Nel frattempo anche qualcos’altro è accaduto al vintage. Da un lato i brand di fast fashion hanno iniziato a “inquinare” il flusso di capi in lana super 100s, chiodi di pelle e camicie sartoriali di cotone, dall’altro l’accresciuta cultura del resell ha portato molti a voler vendere privatamente i capi prodotti dai brand più rinomati con il doppio risultato di annacquare la selezione del vintage e di impedire quel meccanismo per cui capitava, poniamo, che si riuscisse a trovare un raro capo firmato in mezzo alla proverbiale “pila di roba”. Nel frattempo una nuova generazione di venditori di vintage Instagram-native (di cui parla Fashionista) ha iniziato a popolare il mercato con selezioni di capi dai prezzi non luxury ma nemmeno lontanamente accessibili come quelli degli originali thrift stores. Tutti questi elementi hanno portato, nel 2022, a un mondo vintage molto diverso da quello di dieci anni fa: più preparato, sicuro e "filtrato", ma per certi versi meno entusiasmante e avventuroso. Un articolo del The New York Times di nome The Golden Age of Thrifting is Over nota come la marea di prodotti fast fashion non ha solo intasato e creato problemi ai negozi di vintage ma anche ai grandi marketplace come ThredUp: «Rispetto al 2020, c'è stato un aumento del 186% nel numero di articoli elencati da Shein e un aumento del 75% di pezzi provenienti da PrettyLittleThing». Il senso dell’articolo si condensa in questa frase: «Questo è allarmante per le generazioni di donne che per decenni hanno fatto del thrifting un modo per riempire i loro armadi a prezzi accessibili con capi realizzati con materiali di alta qualità». Persino su Vinted bisogna filtrare attentamente i risultati della propria ricerca per evitare di trovarsi davanti capi usati di Zara o Bershka. Chi vorrebbe mai del fast fashion usato? Il vintage non è solo convenienza economica, dunque, ma democraticità e circolarità – uno dei rari meccanismi virtuosi che esiste all’ombra dell’industria della moda “vera”. Eppure esiste ancora una speranza.

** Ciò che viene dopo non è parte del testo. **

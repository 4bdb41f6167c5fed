use wgpu::util::DeviceExt;

#[repr(C)]
#[derive(Copy, Clone, Debug, bytemuck::Pod, bytemuck::Zeroable)]
pub struct Vertex {
    pub position: [f32; 2],
}

impl Vertex {
    const ATTRIBUTES: [wgpu::VertexAttribute; 1] = wgpu::vertex_attr_array![0 => Float32x2];

    pub fn layout() -> wgpu::VertexBufferLayout<'static> {
        wgpu::VertexBufferLayout {
            array_stride: std::mem::size_of::<Vertex>() as wgpu::BufferAddress,
            step_mode: wgpu::VertexStepMode::Vertex,
            attributes: &Self::ATTRIBUTES,
        }
    }
}

/// Clip-space quad covering the viewport.
pub const QUAD_VERTICES: &[Vertex] = &[
    Vertex { position: [-1.0, -1.0] },
    Vertex { position: [1.0, -1.0] },
    Vertex { position: [1.0, 1.0] },
    Vertex { position: [-1.0, 1.0] },
];

pub const QUAD_INDICES: &[u16] = &[0, 1, 2, 0, 2, 3];

pub struct VertexBuffer(wgpu::Buffer);

impl VertexBuffer {
    pub fn init_immediate(device: &wgpu::Device, vertices: &[Vertex], label: Option<&str>) -> Self {
        let buffer = device.create_buffer_init(&wgpu::util::BufferInitDescriptor {
            label,
            contents: bytemuck::cast_slice(vertices),
            usage: wgpu::BufferUsages::VERTEX,
        });
        Self(buffer)
    }

    pub fn buffer(&self) -> &wgpu::Buffer {
        &self.0
    }

    pub fn destroy(self) {
        self.0.destroy();
    }
}

pub struct IndexBuffer {
    buffer: wgpu::Buffer,
    count: u32,
}

impl IndexBuffer {
    pub fn init_immediate_u16(device: &wgpu::Device, indices: &[u16], label: Option<&str>) -> Self {
        let buffer = device.create_buffer_init(&wgpu::util::BufferInitDescriptor {
            label,
            contents: bytemuck::cast_slice(indices),
            usage: wgpu::BufferUsages::INDEX,
        });
        Self {
            buffer,
            count: indices.len() as u32,
        }
    }

    pub fn buffer(&self) -> &wgpu::Buffer {
        &self.buffer
    }

    pub fn format(&self) -> wgpu::IndexFormat {
        wgpu::IndexFormat::Uint16
    }

    pub fn count(&self) -> u32 {
        self.count
    }

    pub fn destroy(self) {
        self.buffer.destroy();
    }
}

/// Storage buffer holding the scene records, or nothing for an empty scene.
pub struct SceneUpload {
    buffer: Option<wgpu::Buffer>,
    count: u32,
}

impl SceneUpload {
    pub fn empty() -> Self {
        Self {
            buffer: None,
            count: 0,
        }
    }

    /// Drop the previous records and upload `records`.
    pub fn replace<T: bytemuck::Pod>(&mut self, device: &wgpu::Device, records: Option<&[T]>) {
        self.release();
        if let Some(records) = records.filter(|records| !records.is_empty()) {
            self.buffer = Some(device.create_buffer_init(&wgpu::util::BufferInitDescriptor {
                label: Some("scene objects"),
                contents: bytemuck::cast_slice(records),
                usage: wgpu::BufferUsages::STORAGE,
            }));
            self.count = records.len() as u32;
        }
    }

    pub fn buffer(&self) -> Option<&wgpu::Buffer> {
        self.buffer.as_ref()
    }

    pub fn count(&self) -> u32 {
        self.count
    }

    /// Buffer to bind and the record count to report, falling back to
    /// `placeholder` and zero records when nothing is uploaded.
    pub fn input<'a>(&'a self, placeholder: &'a wgpu::Buffer) -> (&'a wgpu::Buffer, u32) {
        scene_input(self.buffer.as_ref(), self.count, placeholder)
    }

    pub fn release(&mut self) {
        if let Some(buffer) = self.buffer.take() {
            buffer.destroy();
        }
        self.count = 0;
    }
}

/// A storage binding can never be left empty, so an empty scene binds
/// `fallback` and reports no records.
pub fn scene_input<'a, B>(uploaded: Option<&'a B>, count: u32, fallback: &'a B) -> (&'a B, u32) {
    match uploaded {
        Some(buffer) if count > 0 => (buffer, count),
        _ => (fallback, 0),
    }
}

Applicando una semplice logica “storica” possiamo ragionevolmente presumere che, proprio come le tonnellate di prodotti vintage del passato hanno alimentato e alimentano ancora il mercato vintage di oggi, alla stessa maniera l’enorme sovrapproduzione di brand high street e streetwear degli anni ’10 finirà a un certo punto per alimentarlo in futuro. Dopo tutto già nel 2015 il couturier Olivier Theyskens lamentava, sulle pagine di Dezeen, «il surplus di giovani designer che avviavano il proprio brand» e la saturazione del mercato della moda – problema che si sarebbe decuplicato con il fenomeno degli “startup brand” che vide centinaia di giovani creativi lanciare proprie linee di abbigliamento facendo stampare hoodie o t-shirt rincorrendo l’esempio tracciato da Virgil Abloh o degli altri brand sparsi per Europa, Asia e America diventati negli anni dei microfenomeni. Un rapido giro nella sezione delle Fashion News di Hypebeast conferma l’esistenza di brand mai sentiti prima che sembrano essere apparsi nel giro di una notte come funghi dopo un temporale, alla stessa maniera scorrendo la lista di tutti i brand commercializzati da Farfetch o SSENSE si scopre che i brand delle fashion week vere e proprie sono una netta minoranza rispetto ai tanti illustri sconosciuti che popolano la categoria. Allo stesso modo, nel mercato italiano, i brand locali che producono abbigliamento di fascia alta registrando incassi ma senza mai vedere la luce dei riflettori («onesti produttori» li definiva Andrea Batilla in un articolo scritto l’anno scorso per nss magazine) esistono nell’ordine delle migliaia. E, proprio come oggi la valanga di giacche e pantaloni dei nostri nonni dice qualcosa su un’epoca poco colorata e molto formale, forse tra molti anni anche i nostri nipoti troveranno le reliquie della nostra epoca sulle bancarelle e nei negozi vintage della loro. Ammesso che il mondo come lo conosciamo esista ancora.